Steinmeiers Leerstellen
Kommentar zur Rede des Bundespräsidenten zur Lage der Nation
In seiner Rede zur Lage der Nation sprach der Bundespräsident am Freitag über dies und das, von den Weltkrisen bis zum Gemeinsinn. Doch interessanter als das, was Frank-Walter Steinmeier sagte, sind die Leerstellen seiner Ansprache.
Da ist der Begriff des Epochenbruchs. Natürlich muss man die russische Aggression gegen die Ukraine als brutal und völkerrechtswidrig verurteilen. Und natürlich wird sie nicht gerechtfertigt durch die geopolitische Entwicklung zuvor. Aber aus dem Nichts kommt sie eben auch nicht. Die Welt ist nicht erst seit Kurzem „auf dem Weg in eine Phase der Konfrontation“, wie Steinmeier sagt. Durch diesen Krieg wird ja nicht unwahr, dass der Westen immer versuchte, Russland klein- und aus dem Geschäft der Großen rauszuhalten. Unter Putins Regentschaft wurde Russland ein selbstbewusster, schwieriger Partner. Dass es ein Gegner wurde, liegt nicht nur an Moskau. Zum neuen Zeitgeist gehört, dass gefälligst alle Abbitte zu leisten haben, die sich vormals für eine Kooperation mit Russland einsetzten. Auch Steinmeier, der jetzt in den Augen der Hardliner etwas gutzumachen hat.
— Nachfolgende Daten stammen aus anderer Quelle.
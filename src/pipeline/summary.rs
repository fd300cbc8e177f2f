use crate::error::Result;
use serde::Serialize;
use std::collections::BTreeMap;
use std::fmt;
use std::fs::File;
use std::io::{BufWriter, Write};
use std::path::Path;

pub const SUMMARY_HEADERS: [&str; 4] = [
    "Script Name",
    "Analyzer Status",
    "Transpile Status",
    "Post-process Status",
];

#[derive(Debug, Clone, Copy, PartialEq, Eq, Default, Serialize)]
pub enum StageStatus {
    Success,
    Failed,
    #[default]
    Skipped,
}

impl StageStatus {
    pub fn from_success(success: bool) -> Self {
        if success {
            StageStatus::Success
        } else {
            StageStatus::Failed
        }
    }
}

impl fmt::Display for StageStatus {
    fn fmt(&self, f: &mut fmt::Formatter<'_>) -> fmt::Result {
        let label = match self {
            StageStatus::Success => "Success",
            StageStatus::Failed => "Failed",
            StageStatus::Skipped => "Skipped",
        };
        f.write_str(label)
    }
}

#[derive(Debug, Clone, Copy, Default, PartialEq, Serialize)]
pub struct ScriptStatus {
    pub analyzer: StageStatus,
    pub transpile: StageStatus,
    pub post_process: StageStatus,
}

#[derive(Debug, Clone, Copy, PartialEq)]
pub enum Stage {
    Analyzer,
    Transpile,
    PostProcess,
}

/// Per-script outcome of every pipeline stage, keyed by script name.
#[derive(Debug, Default, Serialize)]
pub struct SummaryLedger {
    scripts: BTreeMap<String, ScriptStatus>,
}

impl SummaryLedger {
    pub fn new() -> Self {
        Self::default()
    }

    pub fn register<S: Into<String>>(&mut self, script: S) {
        self.scripts.entry(script.into()).or_default();
    }

    pub fn record(&mut self, script: &str, stage: Stage, status: StageStatus) {
        let entry = self.scripts.entry(script.to_string()).or_default();
        match stage {
            Stage::Analyzer => entry.analyzer = status,
            Stage::Transpile => entry.transpile = status,
            Stage::PostProcess => entry.post_process = status,
        }
    }

    pub fn get(&self, script: &str) -> Option<&ScriptStatus> {
        self.scripts.get(script)
    }

    pub fn len(&self) -> usize {
        self.scripts.len()
    }

    pub fn is_empty(&self) -> bool {
        self.scripts.is_empty()
    }

    pub fn count(&self, status: StageStatus) -> usize {
        self.scripts
            .values()
            .map(|s| {
                [s.analyzer, s.transpile, s.post_process]
                    .iter()
                    .filter(|stage| **stage == status)
                    .count()
            })
            .sum()
    }

    pub fn write_csv<W: Write>(&self, writer: W) -> Result<()> {
        let mut csv_writer = csv::WriterBuilder::new().from_writer(writer);
        csv_writer.write_record(SUMMARY_HEADERS)?;

        for (script, status) in &self.scripts {
            csv_writer.write_record([
                script.clone(),
                status.analyzer.to_string(),
                status.transpile.to_string(),
                status.post_process.to_string(),
            ])?;
        }

        csv_writer.flush()?;
        Ok(())
    }

    pub fn save<P: AsRef<Path>>(&self, path: P) -> Result<()> {
        let file = File::create(path.as_ref())?;
        self.write_csv(BufWriter::new(file))
    }
}

#[cfg(test)]
mod tests {
    use super::*;

    #[test]
    fn test_ledger_defaults_to_skipped() {
        let mut ledger = SummaryLedger::new();
        ledger.register("a.sql");

        let status = ledger.get("a.sql").unwrap();
        assert_eq!(status.analyzer, StageStatus::Skipped);
        assert_eq!(status.post_process, StageStatus::Skipped);
        assert_eq!(ledger.count(StageStatus::Skipped), 3);
    }

    #[test]
    fn test_csv_output() {
        let mut ledger = SummaryLedger::new();
        ledger.register("b.sql");
        ledger.record("Sales/a.sql", Stage::Analyzer, StageStatus::Success);
        ledger.record("Sales/a.sql", Stage::Transpile, StageStatus::from_success(false));
        ledger.record("b.sql", Stage::Transpile, StageStatus::Success);
        ledger.record("b.sql", Stage::PostProcess, StageStatus::Success);

        let mut buffer = Vec::new();
        ledger.write_csv(&mut buffer).unwrap();
        let text = String::from_utf8(buffer).unwrap();

        assert_eq!(
            text,
            "Script Name,Analyzer Status,Transpile Status,Post-process Status\n\
             Sales/a.sql,Success,Failed,Skipped\n\
             b.sql,Skipped,Success,Success\n"
        );
        assert_eq!(ledger.len(), 2);
    }
}
use crate::error::{Result, SqlSheetError};
use std::sync::atomic::{AtomicBool, Ordering};
use std::sync::Arc;

/// Exit status used when the run stops because of Ctrl+C.
pub const CANCELLED_EXIT_CODE: i32 = 130;

/// Ctrl+C flag checked between documents and between pipeline files.
pub struct GracefulShutdown {
    running: Arc<AtomicBool>,
    interrupted_once: Arc<AtomicBool>,
}

impl GracefulShutdown {
    pub fn new() -> Result<Self> {
        let running = Arc::new(AtomicBool::new(true));
        let interrupted_once = Arc::new(AtomicBool::new(false));

        let running_clone = running.clone();
        let interrupted_clone = interrupted_once.clone();

        ctrlc::set_handler(move || {
            running_clone.store(false, Ordering::SeqCst);

            if !interrupted_clone.swap(true, Ordering::SeqCst) {
                eprintln!("\nStopping after the current item... (press Ctrl+C again to force exit)");
            } else {
                eprintln!("\nForce stopping.");
                std::process::exit(CANCELLED_EXIT_CODE);
            }
        })
        .map_err(|e| SqlSheetError::Config {
            message: format!("Failed to set signal handler: {}", e),
        })?;

        Ok(Self {
            running,
            interrupted_once,
        })
    }

    /// Instance without a registered handler, for tests and embedding.
    pub fn new_for_test() -> Self {
        Self {
            running: Arc::new(AtomicBool::new(true)),
            interrupted_once: Arc::new(AtomicBool::new(false)),
        }
    }

    pub fn is_running(&self) -> bool {
        self.running.load(Ordering::SeqCst)
    }

    pub fn check_shutdown(&self) -> Result<()> {
        if !self.is_running() {
            return Err(SqlSheetError::Cancelled);
        }
        Ok(())
    }

    pub fn request_shutdown(&self) {
        self.running.store(false, Ordering::SeqCst);
    }

    pub fn reset(&self) {
        self.running.store(true, Ordering::SeqCst);
        self.interrupted_once.store(false, Ordering::SeqCst);
    }

    pub fn with_shutdown_check<F, R>(&self, operation: F) -> Result<R>
    where
        F: FnOnce() -> Result<R>,
    {
        self.check_shutdown()?;
        let result = operation()?;
        self.check_shutdown()?;
        Ok(result)
    }
}
use crate::config::Replacement;

/// Applies literal replacements in configuration order.
pub fn apply_replacements(sql: &str, replacements: &[Replacement]) -> String {
    replacements
        .iter()
        .filter(|r| !r.from.is_empty())
        .fold(sql.to_string(), |text, r| text.replace(&r.from, &r.to))
}

const KEYWORDS: &[&str] = &[
    "ADD", "ALL", "ALTER", "AND", "ANY", "AS", "ASC", "BEGIN", "BETWEEN", "BY", "CASE", "CAST",
    "COALESCE", "COUNT", "CREATE", "CROSS", "CURRENT_DATE", "CURRENT_TIMESTAMP", "DATABASE",
    "DECLARE", "DEFAULT", "DELETE", "DESC", "DISTINCT", "DROP", "ELSE", "END", "EXCEPT", "EXEC",
    "EXISTS", "FALSE", "FETCH", "FOR", "FROM", "FULL", "FUNCTION", "GROUP", "HAVING", "IF", "IN",
    "INDEX", "INNER", "INSERT", "INTERSECT", "INTO", "IS", "JOIN", "LEFT", "LIKE", "LIMIT",
    "MERGE", "NOT", "NULL", "OFFSET", "ON", "OR", "ORDER", "OUTER", "OVER", "PARTITION",
    "PROCEDURE", "QUALIFY", "REPLACE", "RETURN", "RIGHT", "ROWS", "SELECT", "SET", "TABLE",
    "THEN", "TOP", "TRUE", "TRUNCATE", "UNION", "UPDATE", "USING", "VALUES", "VIEW", "WHEN",
    "WHERE", "WITH",
];

const CLAUSE_STARTS: &[&str] = &[
    "SELECT", "FROM", "WHERE", "GROUP", "HAVING", "ORDER", "QUALIFY", "LIMIT", "UNION",
    "INTERSECT", "EXCEPT", "INSERT", "UPDATE", "DELETE", "MERGE", "VALUES", "SET", "JOIN",
    "LEFT", "RIGHT", "INNER", "FULL", "CROSS",
];

const JOIN_MODIFIERS: &[&str] = &["LEFT", "RIGHT", "INNER", "FULL", "CROSS", "OUTER", "NATURAL"];

#[derive(Debug, Clone, PartialEq)]
enum Token<'a> {
    Word(&'a str),
    Space(&'a str),
    /// Literals, quoted identifiers and comments; emitted untouched.
    Verbatim(&'a str),
    Symbol(&'a str),
}

fn tokenize(sql: &str) -> Vec<Token<'_>> {
    let mut tokens = Vec::new();
    let mut chars = sql.char_indices().peekable();

    while let Some(&(start, c)) = chars.peek() {
        let end = if c.is_whitespace() {
            let mut end = start;
            while let Some(&(i, ch)) = chars.peek() {
                if !ch.is_whitespace() {
                    break;
                }
                end = i + ch.len_utf8();
                chars.next();
            }
            tokens.push(Token::Space(&sql[start..end]));
            continue;
        } else if c.is_alphanumeric() || c == '_' || c == '@' || c == '#' {
            let mut end = start;
            while let Some(&(i, ch)) = chars.peek() {
                if !(ch.is_alphanumeric() || ch == '_' || ch == '@' || ch == '#' || ch == '$') {
                    break;
                }
                end = i + ch.len_utf8();
                chars.next();
            }
            tokens.push(Token::Word(&sql[start..end]));
            continue;
        } else if c == '-' && sql[start..].starts_with("--") {
            sql[start..].find('\n').map_or(sql.len(), |n| start + n)
        } else if c == '/' && sql[start..].starts_with("/*") {
            sql[start + 2..].find("*/").map_or(sql.len(), |n| start + 2 + n + 2)
        } else if let Some(close) = closing_quote(c) {
            quoted_end(sql, start, close)
        } else {
            start + c.len_utf8()
        };

        let text = &sql[start..end];
        if end - start == c.len_utf8() && closing_quote(c).is_none() {
            tokens.push(Token::Symbol(text));
        } else {
            tokens.push(Token::Verbatim(text));
        }
        while let Some(&(i, _)) = chars.peek() {
            if i >= end {
                break;
            }
            chars.next();
        }
    }

    tokens
}

fn closing_quote(open: char) -> Option<char> {
    match open {
        '\'' => Some('\''),
        '"' => Some('"'),
        '`' => Some('`'),
        '[' => Some(']'),
        _ => None,
    }
}

/// End offset of a quoted run starting at `start`; doubled closers are escapes.
fn quoted_end(sql: &str, start: usize, close: char) -> usize {
    let body = start + 1;
    let mut iter = sql[body..].char_indices().peekable();

    while let Some((i, ch)) = iter.next() {
        if ch == close {
            if close != ']' && iter.peek().map(|&(_, next)| next) == Some(close) {
                iter.next();
                continue;
            }
            return body + i + ch.len_utf8();
        }
    }

    sql.len()
}

fn next_word<'a>(tokens: &[Token<'a>], from: usize) -> Option<&'a str> {
    tokens[from..].iter().find_map(|t| match t {
        Token::Word(w) => Some(*w),
        Token::Space(_) => None,
        _ => Some(""),
    })
}

/// Upper-cases keywords and starts top-level clauses on their own line.
/// Clauses inside parentheses (subqueries, window specs) stay inline.
/// Literals, quoted identifiers and comments pass through unchanged.
pub fn format_sql(sql: &str) -> String {
    let tokens = tokenize(sql);
    let mut out = String::with_capacity(sql.len() + 16);
    let mut previous_word: Option<String> = None;
    let mut depth = 0usize;

    for (index, token) in tokens.iter().enumerate() {
        match token {
            Token::Word(word) => {
                let upper = word.to_uppercase();
                let is_keyword = KEYWORDS.contains(&upper.as_str());

                if is_keyword
                    && depth == 0
                    && starts_clause(&upper, previous_word.as_deref(), &tokens, index)
                {
                    let trimmed_len = out.trim_end_matches([' ', '\t']).len();
                    if trimmed_len > 0 && !out[..trimmed_len].ends_with('\n') {
                        out.truncate(trimmed_len);
                        out.push('\n');
                    } else if out[..trimmed_len].ends_with('\n') {
                        out.truncate(trimmed_len);
                    }
                }

                if is_keyword {
                    out.push_str(&upper);
                } else {
                    out.push_str(word);
                }
                previous_word = Some(upper);
            }
            Token::Space(space) => out.push_str(space),
            Token::Verbatim(text) => {
                out.push_str(text);
                previous_word = None;
            }
            Token::Symbol(symbol) => {
                match *symbol {
                    "(" => depth += 1,
                    ")" => depth = depth.saturating_sub(1),
                    _ => {}
                }
                out.push_str(symbol);
                previous_word = None;
            }
        }
    }

    out
}

fn starts_clause(upper: &str, previous: Option<&str>, tokens: &[Token<'_>], index: usize) -> bool {
    if !CLAUSE_STARTS.contains(&upper) {
        return false;
    }

    match upper {
        // LEFT(...) and RIGHT(...) are string functions unless a join follows.
        "LEFT" | "RIGHT" | "FULL" | "INNER" | "CROSS" => matches!(
            next_word(tokens, index + 1).map(str::to_uppercase).as_deref(),
            Some("JOIN") | Some("OUTER")
        ),
        "JOIN" => !previous.is_some_and(|p| JOIN_MODIFIERS.contains(&p)),
        "FROM" => previous != Some("DELETE"),
        _ => true,
    }
}

/// Renders a Databricks Python notebook that runs `sql`.
pub fn render_notebook(source_name: &str, sql: &str) -> String {
    let escaped = sql.replace('\\', "\\\\").replace("\"\"\"", "\\\"\\\"\\\"");

    format!(
        "# Databricks notebook source\n\
         \"\"\"\nAuto-generated from {}\n\"\"\"\n\n\
         sql_query = \"\"\"\n{}\n\"\"\"\n\
         display(spark.sql(sql_query))\n",
        source_name, escaped
    )
}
Für ihn folgt daraus, „Chinas Machtanspruch“ mit Argusaugen zu beobachten. Was diese Floskel eigentlich bedeutet: Chinas Erstarken stört die alten Machtansprüche. Die alten Zentren des Imperialismus glaubten die Welt im Griff zu haben. Die Legende vom Ende der Geschichte nach 1989/90 war ein aus Überheblichkeit gespeister Irrtum. Stattdessen begann eine neue, auch gewalttätige Geschichte, in der es um die Neuaufteilung dieser Welt geht. Da werden nicht nur Demokratie und Freiheit verteidigt, sondern zuerst die bisherigen globalen Herrschaftsverhältnisse, die mehr als genug Unheil angerichtet haben. Wer diese Dimension ausblendet, lügt sich selbst und anderen in die Tasche.